Лёха опешил. Такой оплеухи он явно не ожидал: до этого ему многое сходило с рук. В электролизный цех попали мы с Вовкой — у меня не было повода для шуток, ну, а Вовка скромно молчал после крутого облома Лёхи. Тот еще полмесяца «пыхтел», осуждая действия принципиального врача.
— Нельзя быть таким тщеславным,— пытался я его образумить.— Ты, в конце концов, не Наполеон, считавший, что все, кто меньше ростом, честолюбивее его. Ты же длинный, Лёха! У тебя шесть дюймов росту. Как ты можешь быть таким заносчивым, не понимаю!
Видно было, как он шевелил губами, переводя дюймы в сантиметры, а потом довольно улыбнулся:
— Иди к черту, воспитатель! Его учи,— и показал на невысокого Вовку.
Жизненные уроки мало отражались на характере Лёхи. Уже первый курс холодным душем охладил его амбиции. Он с золотым аттестатом и первым разрядом по футболу приехал из маленького волжского городка покорять большой город, но в первой же сессии получил два неуда по главным предметам: химии и начертательной геометрии. В каждой сессии Лёха «заваливал» какой-нибудь предмет, обвиняя несправедливых учителей. Ему не нашлось места в футбольной сборной института. Даже проигрывая постоянно мне в шахматы, он каждый раз считал это досадной случайностью. На словах Лёха всё знал и всё умел.
Наша с Вовкой специальность имела длинное и внушительное название: «рабочий по продувке магистралей и змеевиков». Никаких магистралей мы не продували, а вот с алюминиевыми змеевиками, охлаждающими раствор в электролизных ваннах, пришлось возиться целый месяц. Опасная и грязная работа. По словам старожилов, более двух месяцев новички на ней не задерживались.
Жара, высокое электрическое напряжение, кислотный раствор, перегретый пар для продувки змеевиков от грязи, взрывы гремучей смеси, от хлопка которой кислота часто летит в лицо. Тяжелый суконный костюм и берет, диэлектрические сапоги и перчатки при температуре более 50 градусов. «Красота!» Кто выдерживал — тот, по обыкновению, оставался в цехе надолго.
Неизбалованными мы были в те далекие времена и догадывались, чтобы выдержать тяжкий труд, нужно вносить в него чуточку романтики. Мы мечтали стать сильными и готовыми к любым испытаниям. Лёха же занимался взвешиванием вагонеток с серным колчеданом и был доволен, что ловко устроился.

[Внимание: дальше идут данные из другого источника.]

//! Network profile types
//!
//! A [`NetworkProfile`] is the resolved, immutable view of one named network:
//! where to send RPC requests, which chain to expect there, and which keys
//! may sign for it.

use std::fmt;

/// Private key material kept out of logs and debug output
#[derive(Clone, PartialEq, Eq)]
pub struct Credential(String);

impl Credential {
	pub fn new(value: impl Into<String>) -> Self {
		Self(value.into())
	}

	/// Raw key material, for handing to the signer
	pub fn expose(&self) -> &str {
		&self.0
	}

	pub fn is_blank(&self) -> bool {
		self.0.trim().is_empty()
	}
}

impl fmt::Debug for Credential {
	fn fmt(&self, f: &mut fmt::Formatter<'_>) -> fmt::Result {
		f.write_str("Credential(<redacted>)")
	}
}

impl From<&str> for Credential {
	fn from(value: &str) -> Self {
		Self::new(value)
	}
}

/// Connection settings for one named network
#[derive(Debug, Clone, PartialEq, Eq)]
pub struct NetworkProfile {
	/// Name the profile is selected by ("sepolia", "mainnet", ...)
	pub name: String,
	/// JSON-RPC endpoint
	pub rpc_url: String,
	/// Chain the endpoint is expected to serve, when known
	pub chain_id: Option<u64>,
	/// Signing keys, in selection order
	pub accounts: Vec<Credential>,
}

impl NetworkProfile {
	pub fn new(name: impl Into<String>, rpc_url: impl Into<String>) -> Self {
		Self {
			name: name.into(),
			rpc_url: rpc_url.into(),
			chain_id: None,
			accounts: Vec::new(),
		}
	}

	pub fn with_chain_id(mut self, chain_id: u64) -> Self {
		self.chain_id = Some(chain_id);
		self
	}

	pub fn with_account(mut self, credential: Credential) -> Self {
		self.accounts.push(credential);
		self
	}
}

impl fmt::Display for NetworkProfile {
	fn fmt(&self, f: &mut fmt::Formatter<'_>) -> fmt::Result {
		match self.chain_id {
			Some(id) => write!(f, "{} (chain {})", self.name, id),
			None => write!(f, "{}", self.name),
		}
	}
}
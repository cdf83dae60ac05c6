use std::path::{Path, PathBuf};
use std::time::Duration;

use anyhow::Context;
use log::{debug, info};
use sea_orm::{ConnectOptions, ConnectionTrait, Database, DatabaseConnection, Schema};

use crate::config::DatabaseConfig;
use crate::constants::{APP_DIR_NAME, DATABASE_FILE_NAME, IN_MEMORY_DATABASE_URL};
use crate::entities::{done, task};
use crate::error::Result;

/// Keeps the single in-memory connection from being recycled, which would drop the database.
const IN_MEMORY_CONNECTION_LIFETIME: Duration = Duration::from_secs(60 * 60 * 24 * 365);

/// Backing store shared by the task and completion stores
#[derive(Clone, Debug)]
pub struct LocalStorage {
    pub(crate) conn: DatabaseConnection,
}

impl LocalStorage {
    /// Open (or create) the SQLite database at `database_url` and initialize the schema
    pub async fn new(database_url: &str, max_connections: u32) -> Result<Self> {
        let mut options = ConnectOptions::new(database_url.to_owned());
        options
            .max_connections(max_connections)
            .min_connections(1)
            .sqlx_logging(false);

        let conn = Database::connect(options).await?;
        let storage = LocalStorage { conn };
        storage.init_schema().await?;

        info!("Opened task database at {}", database_url);
        Ok(storage)
    }

    /// Create a private in-memory database, used by tests and ephemeral runs
    pub async fn in_memory() -> Result<Self> {
        // Every SQLite connection to `:memory:` sees its own database, so the pool
        // must hold exactly one connection and never close it.
        let mut options = ConnectOptions::new(IN_MEMORY_DATABASE_URL);
        options
            .max_connections(1)
            .min_connections(1)
            .idle_timeout(IN_MEMORY_CONNECTION_LIFETIME)
            .max_lifetime(IN_MEMORY_CONNECTION_LIFETIME)
            .sqlx_logging(false);

        let conn = Database::connect(options).await?;
        let storage = LocalStorage { conn };
        storage.init_schema().await?;

        debug!("Opened in-memory task database");
        Ok(storage)
    }

    /// Open the database described by the `[database]` configuration section
    pub async fn from_config(config: &DatabaseConfig) -> anyhow::Result<Self> {
        if config.in_memory {
            return Ok(Self::in_memory().await?);
        }

        let path = match &config.path {
            Some(path) => path.clone(),
            None => Self::get_default_database_path()?,
        };

        if let Some(parent) = path.parent().filter(|p| !p.as_os_str().is_empty()) {
            std::fs::create_dir_all(parent)
                .with_context(|| format!("Failed to create database directory: {}", parent.display()))?;
        }

        let url = Self::database_url(&path);
        Self::new(&url, config.max_connections)
            .await
            .with_context(|| format!("Failed to open database: {}", path.display()))
    }

    /// Build a SQLite connection URL that creates the file when missing
    pub fn database_url<P: AsRef<Path>>(path: P) -> String {
        format!("sqlite://{}?mode=rwc", path.as_ref().display())
    }

    /// Get the default database path inside the user's data directory
    pub fn get_default_database_path() -> anyhow::Result<PathBuf> {
        dirs::data_dir()
            .ok_or_else(|| anyhow::anyhow!("Could not determine data directory"))
            .map(|dir| dir.join(APP_DIR_NAME).join(DATABASE_FILE_NAME))
    }

    /// Underlying SeaORM connection, for callers that need raw queries
    pub fn connection(&self) -> &DatabaseConnection {
        &self.conn
    }

    /// Initialize database schema from the entity definitions
    async fn init_schema(&self) -> Result<()> {
        let backend = self.conn.get_database_backend();
        let schema = Schema::new(backend);

        // `dones` references `tasks`, so tasks must exist first
        let mut tasks = schema.create_table_from_entity(task::Entity);
        tasks.if_not_exists();
        self.conn.execute(backend.build(&tasks)).await?;

        let mut dones = schema.create_table_from_entity(done::Entity);
        dones.if_not_exists();
        self.conn.execute(backend.build(&dones)).await?;

        Ok(())
    }
}
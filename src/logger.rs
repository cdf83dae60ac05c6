//! File logging setup.
//!
//! The crate logs through the `log` facade; [`init`] installs a `fern`
//! dispatcher that writes timestamped lines to the configured log file.

use anyhow::{Context, Result};
use chrono::Local;
use once_cell::sync::OnceCell;
use std::path::PathBuf;

use crate::config::LoggingConfig;
use crate::constants::{APP_DIR_NAME, LOG_FILE_NAME};

static LOG_FILE: OnceCell<PathBuf> = OnceCell::new();

/// Install the global logger according to the configuration.
///
/// Returns the log file in use, or `None` when logging is disabled. Calling
/// this again after a successful install returns the first log file and leaves
/// the logger untouched.
pub fn init(config: &LoggingConfig) -> Result<Option<PathBuf>> {
    if !config.enabled {
        return Ok(None);
    }

    let path = LOG_FILE.get_or_try_init(|| -> Result<PathBuf> {
        let path = match &config.file {
            Some(path) => path.clone(),
            None => get_log_file_path()?,
        };
        let level = config.level_filter()?;

        if let Some(parent) = path.parent().filter(|p| !p.as_os_str().is_empty()) {
            std::fs::create_dir_all(parent)
                .with_context(|| format!("Failed to create log directory: {}", parent.display()))?;
        }

        let file = fern::log_file(&path).with_context(|| format!("Failed to open log file: {}", path.display()))?;

        fern::Dispatch::new()
            .format(|out, message, record| {
                out.finish(format_args!(
                    "[{} {} {}] {}",
                    Local::now().format("%Y-%m-%d %H:%M:%S%.3f"),
                    record.level(),
                    record.target(),
                    message
                ))
            })
            .level(level)
            // sqlx logs every statement at info
            .level_for("sqlx", log::LevelFilter::Warn)
            .chain(file)
            .apply()
            .context("A global logger is already installed")?;

        Ok(path)
    })?;

    Ok(Some(path.clone()))
}

/// Get the default log file path inside the user's data directory
pub fn get_log_file_path() -> Result<PathBuf> {
    dirs::data_dir()
        .ok_or_else(|| anyhow::anyhow!("Could not determine data directory"))
        .map(|dir| dir.join(APP_DIR_NAME).join(LOG_FILE_NAME))
}

/// Returns `true` once [`init`] has installed the file logger.
pub fn is_initialized() -> bool {
    LOG_FILE.get().is_some()
}
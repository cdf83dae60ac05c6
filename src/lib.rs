//! Tasklist - task tracking core with separate completion records
//!
//! Tasks are stored in one table and their completion in another: a task is
//! done exactly when a row with the same id exists in the `dones` table.
//! Deleting a task removes that row in the same transaction.
//!
//! # Modules
//!
//! The library is organized into several key modules:
//!
//! * [`stores`] - Task and completion stores, the interface callers use
//! * [`models`] - Plain data passed to and returned by the stores
//! * [`storage`] - SQLite database handle and schema setup
//! * [`config`] - Application configuration management
//! * [`logger`] - File logging setup

/// Configuration module for managing application settings
pub mod config;

/// Application constants and default values
pub mod constants;

/// SeaORM entity models for database tables
pub mod entities;

/// Error types returned by the stores
pub mod error;

/// Logging setup for file-based diagnostics
pub mod logger;

/// Plain data types exchanged with store callers
pub mod models;

/// Repository layer for database operations
pub mod repositories;

/// Local storage layer owning the database connection
pub mod storage;

/// Task and completion stores
pub mod stores;

pub use entities::task::TaskId;
pub use error::{Result, StoreError};
pub use stores::{CompletionStore, Stores, TaskStore};
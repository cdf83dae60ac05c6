use log::{info, warn};
use sea_orm::{ActiveValue, TransactionTrait};

use crate::constants::{LOG_TASK_CREATED, LOG_TASK_DELETED, LOG_TASK_NOT_FOUND, LOG_TASK_UPDATED, TITLE_MAX_LENGTH};
use crate::entities::task::{self, TaskId};
use crate::error::{Result, StoreError};
use crate::models::{validate_title, CreateTask, Task, UpdateTask};
use crate::repositories::{DoneRepository, TaskRepository};
use crate::storage::LocalStorage;

/// Owns creation, retrieval, update and deletion of tasks.
///
/// The store keeps no state besides a handle to the backing database; every
/// mutation runs in its own transaction.
#[derive(Clone, Debug)]
pub struct TaskStore {
    storage: LocalStorage,
    max_title_length: usize,
}

impl TaskStore {
    /// Creates a task store that accepts titles up to the column width.
    pub fn new(storage: LocalStorage) -> Self {
        Self::with_title_limit(storage, TITLE_MAX_LENGTH)
    }

    /// Creates a task store with a custom title length limit.
    pub fn with_title_limit(storage: LocalStorage, max_title_length: usize) -> Self {
        Self {
            storage,
            max_title_length,
        }
    }

    /// Returns all tasks ordered by id, each with its done flag.
    ///
    /// # Errors
    /// Returns [`StoreError::Storage`] if the query fails
    pub async fn list(&self) -> Result<Vec<Task>> {
        let rows = TaskRepository::get_all_with_done(&self.storage.conn).await?;
        Ok(rows.into_iter().map(Task::from).collect())
    }

    /// Creates a new task. The database assigns its id and it starts not done.
    ///
    /// # Errors
    /// Returns [`StoreError::Validation`] if the title is too long, or
    /// [`StoreError::Storage`] if the insert fails
    pub async fn create(&self, args: CreateTask) -> Result<Task> {
        validate_title(args.title.as_deref(), self.max_title_length)?;

        let txn = self.storage.conn.begin().await?;

        let model = TaskRepository::insert(
            &txn,
            task::ActiveModel {
                title: ActiveValue::Set(args.title),
                due_date: ActiveValue::Set(args.due_date),
                ..Default::default()
            },
        )
        .await?;

        txn.commit().await?;

        info!("{}: {}", LOG_TASK_CREATED, model.id);
        Ok(Task::from_model(model, false))
    }

    /// Fetches a single task.
    ///
    /// # Errors
    /// Returns [`StoreError::NotFound`] if no task has this id
    pub async fn get(&self, id: TaskId) -> Result<Task> {
        TaskRepository::get_by_id_with_done(&self.storage.conn, id)
            .await?
            .map(Task::from)
            .ok_or(StoreError::NotFound(id))
    }

    /// Replaces the title and due date of an existing task.
    ///
    /// The completion record is not touched, so the returned task keeps its done flag.
    ///
    /// # Errors
    /// Returns [`StoreError::NotFound`] if no task has this id, or
    /// [`StoreError::Validation`] if the title is too long
    pub async fn update(&self, id: TaskId, args: UpdateTask) -> Result<Task> {
        validate_title(args.title.as_deref(), self.max_title_length)?;

        let txn = self.storage.conn.begin().await?;

        // Write before reading so the transaction takes the write lock up front
        if TaskRepository::update_fields(&txn, id, args.title, args.due_date).await? == 0 {
            warn!("{}: {} (update)", LOG_TASK_NOT_FOUND, id);
            return Err(StoreError::NotFound(id));
        }

        let task = TaskRepository::get_by_id_with_done(&txn, id)
            .await?
            .map(Task::from)
            .ok_or(StoreError::NotFound(id))?;

        txn.commit().await?;

        info!("{}: {}", LOG_TASK_UPDATED, id);
        Ok(task)
    }

    /// Deletes a task together with its completion record.
    ///
    /// Both rows are removed in one transaction: the completion record first,
    /// then the task, so no orphaned record can survive. A missing task rolls
    /// the transaction back.
    ///
    /// # Errors
    /// Returns [`StoreError::NotFound`] if no task has this id
    pub async fn delete(&self, id: TaskId) -> Result<()> {
        let txn = self.storage.conn.begin().await?;

        let was_done = DoneRepository::delete_by_id(&txn, id).await? > 0;

        if TaskRepository::delete_by_id(&txn, id).await? == 0 {
            warn!("{}: {} (delete)", LOG_TASK_NOT_FOUND, id);
            return Err(StoreError::NotFound(id));
        }

        txn.commit().await?;

        info!("{}: {} (was done: {})", LOG_TASK_DELETED, id, was_done);
        Ok(())
    }
}
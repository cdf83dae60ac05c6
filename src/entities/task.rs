use sea_orm::entity::prelude::*;
use serde::{Deserialize, Serialize};

/// Primary key type shared by tasks and their completion records.
pub type TaskId = i32;

#[derive(Clone, Debug, PartialEq, Eq, DeriveEntityModel, Serialize, Deserialize)]
#[sea_orm(table_name = "tasks")]
pub struct Model {
    #[sea_orm(primary_key)]
    pub id: i32,
    #[sea_orm(column_type = "String(StringLen::N(1024))", nullable)]
    pub title: Option<String>,
    pub due_date: Option<Date>,
}

#[derive(Copy, Clone, Debug, EnumIter, DeriveRelation)]
pub enum Relation {
    #[sea_orm(has_one = "super::done::Entity")]
    Done,
}

impl Related<super::done::Entity> for Entity {
    fn to() -> RelationDef {
        Relation::Done.def()
    }
}

impl ActiveModelBehavior for ActiveModel {}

Студенческий городок, где мы жили, занимал часть соснового бора, плавно переходящего в парк культуры и отдыха, через который мы ходили купаться в чистой уральской реке. Мы впервые увидели, как золотистые сосны растут на сухих гранитных плитах без малейшей горсти обычной почвы. Корням могучих красавиц не хватало места, и они расползались по поверхности, словно толстые, неуклюжие змеи в поисках хотя бы малейшей щелочки, трещинки, чтобы добыть пищу и воду.
Запах нагретой смолы, упругой желто-бурой хвои под ногами, горный воздух, прозрачная река. Что такое душевая кабина в тесной и вонючей раздевалке цеха по сравнению с прохладной речной водой, охватывающей твое тело целиком? Приятно, лежа на спине и еле подрыгивая ногами, глядеть в бездонное небо. Мы полюбили прогулки по лесу и незабываемое купание. Здесь, на берегу, мы проводили все свободное от работы время.
Как-то, в воскресенье, рядом с нами расположилась девушка и мальчик лет девяти, по-видимому, ее брат. Фигура у нее была словно с картины Пикассо «Девочка на шаре». Мальчик подбежал к нам и попросил надуть пластиковый шар. Мы помогли, а потом стали дурашливо играть в волейбол, шутить, да так и познакомились непреднамеренно, довольные друг другом. «Лелька»,— часто кричал мальчишка в игре, обращаясь к сестре. И мы гадали: как же ее звать: Лена, Оля? Потом чинно представились: «Оля», «Володя», «Алексей», «Дмитрий».
— Митя,— поправила она меня и посмотрела в глаза.
Наигравшись, все полезли в воду. Я поплыл баттерфляем, потом кролем и уплыл, как всегда, далеко. Что нам, волжанам, эта небольшая речка!
Все уже были на берегу, когда я вылез из воды. Упал рядом с Олей на горячий песок и заурчал от удовольствия.
— Ты красиво плаваешь,— неожиданно сказала она. Теперь пришла моя очередь внимательно посмотреть ей в глаза.— Хотя изъяны в технике у тебя есть,— не смутившись, продолжила Оля.
— Верно, я самоучка, но начинал с семи лет в плавательной секции, а потом бросил не по своей воле.
— Вы — приезжие студенты? На практике? — почти утвердительно спросила она.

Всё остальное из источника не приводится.